◆ **Exercise instructions**
Among the entries below, please show each line that carries the word "filename".

◆ **Dataset entries**
----
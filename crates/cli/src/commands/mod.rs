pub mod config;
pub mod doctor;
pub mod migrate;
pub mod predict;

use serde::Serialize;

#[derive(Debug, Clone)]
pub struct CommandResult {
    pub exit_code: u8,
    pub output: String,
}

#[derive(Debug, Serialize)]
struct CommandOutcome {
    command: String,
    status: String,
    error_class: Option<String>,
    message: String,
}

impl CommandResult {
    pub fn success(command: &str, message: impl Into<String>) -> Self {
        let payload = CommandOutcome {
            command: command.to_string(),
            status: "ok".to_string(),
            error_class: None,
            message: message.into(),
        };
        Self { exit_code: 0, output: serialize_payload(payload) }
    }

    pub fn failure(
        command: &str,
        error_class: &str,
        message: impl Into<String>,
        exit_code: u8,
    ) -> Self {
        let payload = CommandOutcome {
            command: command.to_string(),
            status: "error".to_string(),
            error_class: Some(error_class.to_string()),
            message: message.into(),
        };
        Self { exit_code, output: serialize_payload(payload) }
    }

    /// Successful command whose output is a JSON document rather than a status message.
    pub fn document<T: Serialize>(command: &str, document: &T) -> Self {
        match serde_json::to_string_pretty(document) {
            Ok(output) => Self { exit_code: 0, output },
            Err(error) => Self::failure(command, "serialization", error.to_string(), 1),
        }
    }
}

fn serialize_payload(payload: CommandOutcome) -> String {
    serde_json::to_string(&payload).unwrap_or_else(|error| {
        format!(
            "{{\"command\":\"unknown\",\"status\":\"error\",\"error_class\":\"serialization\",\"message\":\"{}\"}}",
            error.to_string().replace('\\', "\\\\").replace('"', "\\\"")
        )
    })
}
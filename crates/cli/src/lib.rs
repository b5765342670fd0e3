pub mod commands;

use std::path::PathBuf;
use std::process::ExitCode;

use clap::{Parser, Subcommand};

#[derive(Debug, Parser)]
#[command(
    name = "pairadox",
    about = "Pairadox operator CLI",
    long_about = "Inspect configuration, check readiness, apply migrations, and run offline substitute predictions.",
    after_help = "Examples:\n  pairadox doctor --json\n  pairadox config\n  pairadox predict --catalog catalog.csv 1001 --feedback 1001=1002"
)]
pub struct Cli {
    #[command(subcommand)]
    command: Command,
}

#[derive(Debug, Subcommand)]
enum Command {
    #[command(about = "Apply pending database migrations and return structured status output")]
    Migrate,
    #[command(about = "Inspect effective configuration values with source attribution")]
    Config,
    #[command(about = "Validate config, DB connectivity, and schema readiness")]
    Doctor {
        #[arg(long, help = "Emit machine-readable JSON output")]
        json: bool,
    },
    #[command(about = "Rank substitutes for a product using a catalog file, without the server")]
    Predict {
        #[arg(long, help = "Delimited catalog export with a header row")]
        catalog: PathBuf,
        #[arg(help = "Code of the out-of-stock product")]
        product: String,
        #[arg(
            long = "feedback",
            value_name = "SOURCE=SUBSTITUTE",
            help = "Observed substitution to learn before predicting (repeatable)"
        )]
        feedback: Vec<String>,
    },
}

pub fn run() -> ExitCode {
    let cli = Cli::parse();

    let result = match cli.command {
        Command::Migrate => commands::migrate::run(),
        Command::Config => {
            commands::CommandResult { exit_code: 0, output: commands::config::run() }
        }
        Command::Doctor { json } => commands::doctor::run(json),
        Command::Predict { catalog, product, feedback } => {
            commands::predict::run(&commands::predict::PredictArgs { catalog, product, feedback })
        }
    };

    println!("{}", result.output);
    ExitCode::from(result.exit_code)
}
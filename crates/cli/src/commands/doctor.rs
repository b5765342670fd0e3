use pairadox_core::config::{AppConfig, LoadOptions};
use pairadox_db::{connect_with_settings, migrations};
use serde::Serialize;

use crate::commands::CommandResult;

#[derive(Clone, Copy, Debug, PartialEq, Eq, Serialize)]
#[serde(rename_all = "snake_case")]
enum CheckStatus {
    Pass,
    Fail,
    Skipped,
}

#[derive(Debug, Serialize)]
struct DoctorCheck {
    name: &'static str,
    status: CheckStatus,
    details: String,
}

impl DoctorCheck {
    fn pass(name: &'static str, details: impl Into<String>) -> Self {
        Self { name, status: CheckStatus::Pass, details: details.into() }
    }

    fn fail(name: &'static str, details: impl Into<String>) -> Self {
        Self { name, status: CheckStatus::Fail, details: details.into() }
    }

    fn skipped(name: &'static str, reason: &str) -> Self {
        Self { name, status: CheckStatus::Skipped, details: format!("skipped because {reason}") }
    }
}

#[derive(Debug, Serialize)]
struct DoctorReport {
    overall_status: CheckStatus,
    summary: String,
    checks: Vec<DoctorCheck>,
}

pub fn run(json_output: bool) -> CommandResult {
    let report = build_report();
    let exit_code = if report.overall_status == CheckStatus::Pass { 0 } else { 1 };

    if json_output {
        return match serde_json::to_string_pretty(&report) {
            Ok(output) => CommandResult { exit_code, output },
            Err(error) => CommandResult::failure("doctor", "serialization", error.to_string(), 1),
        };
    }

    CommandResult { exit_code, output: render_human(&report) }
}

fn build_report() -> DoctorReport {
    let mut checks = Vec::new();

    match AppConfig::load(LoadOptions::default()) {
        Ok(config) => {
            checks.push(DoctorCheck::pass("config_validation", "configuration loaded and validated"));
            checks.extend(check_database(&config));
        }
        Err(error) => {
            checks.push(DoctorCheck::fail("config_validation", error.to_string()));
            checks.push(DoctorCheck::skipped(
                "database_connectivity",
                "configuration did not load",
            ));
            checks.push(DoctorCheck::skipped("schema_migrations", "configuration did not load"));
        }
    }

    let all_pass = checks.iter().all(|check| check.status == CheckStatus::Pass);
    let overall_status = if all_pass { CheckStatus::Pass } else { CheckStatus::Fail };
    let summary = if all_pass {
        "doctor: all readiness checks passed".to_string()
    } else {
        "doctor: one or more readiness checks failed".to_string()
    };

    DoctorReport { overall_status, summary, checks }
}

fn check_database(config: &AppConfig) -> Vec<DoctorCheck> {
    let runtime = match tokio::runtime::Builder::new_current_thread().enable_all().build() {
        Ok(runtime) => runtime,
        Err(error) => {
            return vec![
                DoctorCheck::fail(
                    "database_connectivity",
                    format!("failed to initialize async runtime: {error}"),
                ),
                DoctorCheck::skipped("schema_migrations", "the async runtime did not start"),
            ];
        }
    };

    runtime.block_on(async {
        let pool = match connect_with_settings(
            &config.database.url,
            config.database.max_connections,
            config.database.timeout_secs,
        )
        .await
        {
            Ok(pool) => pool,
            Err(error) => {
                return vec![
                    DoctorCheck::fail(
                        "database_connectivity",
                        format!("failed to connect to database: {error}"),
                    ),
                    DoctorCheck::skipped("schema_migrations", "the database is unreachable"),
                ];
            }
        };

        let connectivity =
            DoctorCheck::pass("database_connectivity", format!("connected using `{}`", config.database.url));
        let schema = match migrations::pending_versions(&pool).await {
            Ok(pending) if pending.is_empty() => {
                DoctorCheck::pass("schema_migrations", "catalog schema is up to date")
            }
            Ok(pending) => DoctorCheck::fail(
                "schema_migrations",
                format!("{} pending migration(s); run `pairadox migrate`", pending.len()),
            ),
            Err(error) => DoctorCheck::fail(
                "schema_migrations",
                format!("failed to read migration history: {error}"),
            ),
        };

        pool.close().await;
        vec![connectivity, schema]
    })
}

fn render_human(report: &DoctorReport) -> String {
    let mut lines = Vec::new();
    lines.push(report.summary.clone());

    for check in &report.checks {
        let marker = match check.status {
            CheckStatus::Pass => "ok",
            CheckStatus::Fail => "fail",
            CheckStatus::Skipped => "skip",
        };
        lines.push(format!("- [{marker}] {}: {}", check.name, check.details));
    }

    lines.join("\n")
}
----
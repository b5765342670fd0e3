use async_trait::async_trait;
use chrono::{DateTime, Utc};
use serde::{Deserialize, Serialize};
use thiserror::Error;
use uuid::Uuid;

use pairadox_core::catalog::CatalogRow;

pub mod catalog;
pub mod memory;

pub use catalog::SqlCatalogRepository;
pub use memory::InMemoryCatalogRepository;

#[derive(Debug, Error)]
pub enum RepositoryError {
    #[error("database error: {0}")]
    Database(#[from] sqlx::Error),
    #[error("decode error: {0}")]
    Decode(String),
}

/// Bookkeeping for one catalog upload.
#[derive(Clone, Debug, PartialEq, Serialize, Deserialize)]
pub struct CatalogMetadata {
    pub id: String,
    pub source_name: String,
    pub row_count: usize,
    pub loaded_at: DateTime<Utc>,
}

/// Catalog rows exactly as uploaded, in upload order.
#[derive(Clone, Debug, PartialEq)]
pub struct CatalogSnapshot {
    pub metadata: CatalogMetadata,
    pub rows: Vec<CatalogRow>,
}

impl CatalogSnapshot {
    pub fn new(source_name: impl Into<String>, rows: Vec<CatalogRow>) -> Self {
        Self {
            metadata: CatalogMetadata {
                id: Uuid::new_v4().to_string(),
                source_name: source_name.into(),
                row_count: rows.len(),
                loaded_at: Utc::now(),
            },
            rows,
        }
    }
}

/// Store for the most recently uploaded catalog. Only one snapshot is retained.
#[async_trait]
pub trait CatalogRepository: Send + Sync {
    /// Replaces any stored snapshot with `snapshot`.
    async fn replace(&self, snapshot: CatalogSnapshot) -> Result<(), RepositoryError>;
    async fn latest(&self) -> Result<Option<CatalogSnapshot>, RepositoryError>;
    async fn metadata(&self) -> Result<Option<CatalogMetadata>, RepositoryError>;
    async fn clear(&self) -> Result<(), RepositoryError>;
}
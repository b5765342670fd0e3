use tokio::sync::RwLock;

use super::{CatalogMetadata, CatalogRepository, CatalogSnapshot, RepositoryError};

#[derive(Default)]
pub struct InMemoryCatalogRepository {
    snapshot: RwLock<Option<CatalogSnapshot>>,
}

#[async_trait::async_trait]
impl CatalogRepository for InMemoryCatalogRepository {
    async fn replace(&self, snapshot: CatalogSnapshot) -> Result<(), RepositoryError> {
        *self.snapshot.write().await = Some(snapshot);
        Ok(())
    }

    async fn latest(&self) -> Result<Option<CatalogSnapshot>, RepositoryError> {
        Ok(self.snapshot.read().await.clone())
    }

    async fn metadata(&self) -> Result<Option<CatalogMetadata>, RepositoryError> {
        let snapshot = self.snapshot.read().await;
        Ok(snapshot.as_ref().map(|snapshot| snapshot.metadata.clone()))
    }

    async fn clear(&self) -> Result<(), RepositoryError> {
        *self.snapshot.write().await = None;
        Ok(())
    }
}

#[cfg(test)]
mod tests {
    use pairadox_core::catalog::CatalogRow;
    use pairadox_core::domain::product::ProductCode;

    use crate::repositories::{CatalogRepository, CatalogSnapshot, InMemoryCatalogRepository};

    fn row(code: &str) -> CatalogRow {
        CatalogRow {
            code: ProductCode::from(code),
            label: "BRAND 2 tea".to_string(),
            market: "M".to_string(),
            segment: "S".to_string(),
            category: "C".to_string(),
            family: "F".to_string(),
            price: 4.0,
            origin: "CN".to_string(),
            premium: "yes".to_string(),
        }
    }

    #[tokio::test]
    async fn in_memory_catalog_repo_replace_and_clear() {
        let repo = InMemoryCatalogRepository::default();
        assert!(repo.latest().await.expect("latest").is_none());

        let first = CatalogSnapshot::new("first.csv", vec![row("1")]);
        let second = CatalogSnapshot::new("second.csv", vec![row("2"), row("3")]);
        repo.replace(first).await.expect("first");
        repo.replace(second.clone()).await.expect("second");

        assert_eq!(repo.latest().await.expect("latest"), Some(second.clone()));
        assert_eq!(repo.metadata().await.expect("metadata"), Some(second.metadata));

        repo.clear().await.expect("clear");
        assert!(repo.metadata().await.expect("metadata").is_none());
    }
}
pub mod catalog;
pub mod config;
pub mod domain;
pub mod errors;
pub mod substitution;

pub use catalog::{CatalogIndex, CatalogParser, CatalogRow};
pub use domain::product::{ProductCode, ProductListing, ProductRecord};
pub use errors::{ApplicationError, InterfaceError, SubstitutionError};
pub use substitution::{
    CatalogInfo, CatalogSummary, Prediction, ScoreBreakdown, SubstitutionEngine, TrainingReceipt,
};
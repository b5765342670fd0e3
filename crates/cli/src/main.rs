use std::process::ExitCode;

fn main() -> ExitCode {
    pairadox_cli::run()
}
----
◆ **Response to the exercise**
filename crates/cli/src/commands/mod.rs
filename crates/cli/src/lib.rs
filename crates/cli/src/commands/doctor.rs
filename crates/cli/src/main.rs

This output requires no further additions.